Revenir 30 ans plus tard à Londres, après avoir fui la Grande Puanteur de l’été 58, me transporte de joie et ouvre un océan de perspectives alléchantes. Même si, par endroits, la pierre suinte encore des remugles d’excréments, de déchets industriels, d’animaux morts et d’entrailles jetés dans la Tamise durant des mois.



J’ai réintégré ma maison de Whitechapel, et retrouvé le plaisir de me fondre dans la foule des Londoniens toujours impitoyablement affairés.

Ai-je attendu assez longtemps ?

Revenir en des lieux où j’ai vécu comporte toujours un risque, celui de rencontrer, au détour d’une rue, une ancienne connaissance. Laquelle aurait naturellement vieilli et s’exclamerait : My God, Liv ! C’est incroyable, tu n’as ab-so-lu-ment pas changé !!!

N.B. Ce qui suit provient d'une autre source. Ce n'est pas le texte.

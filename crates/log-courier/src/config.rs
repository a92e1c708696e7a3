//! Resolved configuration consumed by the shipping engine.
//!
//! Loading (files, environment variables) is a caller concern; the engine
//! only ever sees this fully resolved struct. Defaults mirror the fixed
//! limits in [`crate::constants`], and blank credentials are replaced with
//! fixed fallbacks so a misconfigured host application still ships
//! identifiable data instead of crashing.

use std::time::Duration;

use crate::constants;

/// Resolved endpoint, credentials, and tuning knobs for one shipper.
#[derive(Debug, Clone)]
pub struct CourierConfig {
    /// Full URL of the log intake endpoint (POST).
    pub logs_url: String,
    /// Full URL of the time endpoint (GET). Same as `logs_url` by default.
    pub time_url: String,
    /// Tenant private key placed in every envelope.
    pub private_key: String,
    /// Application name placed in every envelope.
    pub application_name: String,
    /// Subsystem name placed in every envelope.
    pub subsystem_name: String,
    /// When set, the HTTP client ignores proxy environment variables.
    pub disable_proxy: bool,
    /// Connect/read timeout for HTTP exchanges.
    pub http_timeout: Duration,
    /// Attempts per logical send before the chunk is dropped.
    pub retry_count: usize,
    /// Fixed delay between failed attempts.
    pub retry_interval: Duration,
    /// Buffer ceiling in estimated bytes; appends beyond it are dropped.
    pub max_buffer_size: usize,
    /// Chunk ceiling in estimated bytes for a single outbound request.
    pub max_chunk_size: usize,
    /// Send-loop sleep under low buffer pressure.
    pub normal_interval: Duration,
    /// Send-loop sleep once the buffer holds more than half a chunk.
    pub fast_interval: Duration,
    /// Minimum time between clock synchronization requests.
    pub resync_interval: Duration,
    /// Append a self-announcement record when the shipper is created.
    pub announce_startup: bool,
}

impl CourierConfig {
    /// Builds a config for `base_url` with default limits and cadences.
    ///
    /// Blank credentials fall back to the fixed sentinels
    /// ([`constants::FAILED_PRIVATE_KEY`], [`constants::NO_APP_NAME`],
    /// [`constants::NO_SUB_SYSTEM`]). The intake and time endpoints share
    /// the same `<base_url>/api/v1/logs` URL.
    #[must_use]
    pub fn new(
        base_url: &str,
        private_key: &str,
        application_name: &str,
        subsystem_name: &str,
    ) -> Self {
        let url = format!("{}{}", base_url.trim_end_matches('/'), constants::LOGS_PATH);
        CourierConfig {
            logs_url: url.clone(),
            time_url: url,
            private_key: or_default(private_key, constants::FAILED_PRIVATE_KEY),
            application_name: or_default(application_name, constants::NO_APP_NAME),
            subsystem_name: or_default(subsystem_name, constants::NO_SUB_SYSTEM),
            disable_proxy: false,
            http_timeout: constants::HTTP_TIMEOUT,
            retry_count: constants::HTTP_SEND_RETRY_COUNT,
            retry_interval: constants::HTTP_SEND_RETRY_INTERVAL,
            max_buffer_size: constants::MAX_LOG_BUFFER_SIZE,
            max_chunk_size: constants::MAX_LOG_CHUNK_SIZE,
            normal_interval: constants::NORMAL_SEND_SPEED_INTERVAL,
            fast_interval: constants::FAST_SEND_SPEED_INTERVAL,
            resync_interval: constants::SYNC_TIME_UPDATE_INTERVAL,
            announce_startup: true,
        }
    }
}

fn or_default(value: &str, fallback: &str) -> String {
    if value.trim().is_empty() {
        fallback.to_string()
    } else {
        value.to_string()
    }
}

#[cfg(test)]
mod tests {
    use super::*;

    #[test]
    fn test_new_builds_endpoint_urls() {
        let config = CourierConfig::new("https://ingress.example.com:443", "key", "app", "sub");

        assert_eq!(config.logs_url, "https://ingress.example.com:443/api/v1/logs");
        assert_eq!(config.time_url, config.logs_url);
    }

    #[test]
    fn test_new_strips_trailing_slash() {
        let config = CourierConfig::new("https://ingress.example.com/", "key", "app", "sub");

        assert_eq!(config.logs_url, "https://ingress.example.com/api/v1/logs");
    }

    #[test]
    fn test_blank_credentials_fall_back() {
        let config = CourierConfig::new("https://ingress.example.com", "", "  ", "");

        assert_eq!(config.private_key, constants::FAILED_PRIVATE_KEY);
        assert_eq!(config.application_name, constants::NO_APP_NAME);
        assert_eq!(config.subsystem_name, constants::NO_SUB_SYSTEM);
    }

    #[test]
    fn test_supplied_credentials_kept() {
        let config = CourierConfig::new("https://ingress.example.com", "pk", "orders", "checkout");

        assert_eq!(config.private_key, "pk");
        assert_eq!(config.application_name, "orders");
        assert_eq!(config.subsystem_name, "checkout");
    }

    #[test]
    fn test_default_limits() {
        let config = CourierConfig::new("https://ingress.example.com", "pk", "a", "s");

        assert_eq!(config.max_buffer_size, constants::MAX_LOG_BUFFER_SIZE);
        assert_eq!(config.max_chunk_size, constants::MAX_LOG_CHUNK_SIZE);
        assert_eq!(config.retry_count, constants::HTTP_SEND_RETRY_COUNT);
        assert!(config.announce_startup);
        assert!(!config.disable_proxy);
    }
}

En fouillant dans ma bibliothèque, j’ai retrouvé le manuscrit de Mary. Quel roman ! Et que ce jour de 1817 me semble tout à la fois lointain et proche. Que de souvenirs…

Savoir que j’ai toujours préféré les visites en fin de journée, n’a pas empêché Mary de sonner à ma porte en début de matinée, tremblante d'émotion et de froid, tenant serré sous son bras un manuscrit - Frankenstein ou le Prométhée moderne. Deux brandy et je ne sais combien de tasses de thé plus tard, alimentant seule une conversation débridée – me donnant des nouvelles par-ci de Byron et de ses viriles amours, par-là de son dernier séjour à Genève –, exténuée, j’ai fini par la renvoyer chez elle. Puis, je me suis plongée dans la lecture. Avec délectation.


Quelle gloire m’apporterait ma découverte, si je réussissais à bannir la maladie du corps humain, à rendre l’être humain invulnérable à tout, si ce n’est à la mort violente ! Ainsi parle Frankenstein, sans se douter de ce qu’il va engendrer.

Mary Shelley aura été une amie fidèle et, à bien des égards, une femme fascinante. Qu’aurait-elle pensé de mon exceptionnelle longévité ? De ma jeunesse jamais consumée ?


Alors qu'un pâle soleil perçait les nuages en début de matinée, en me regardant dans le miroir où j’ai éternellement 28 ans, j’ai pris une décision capitale.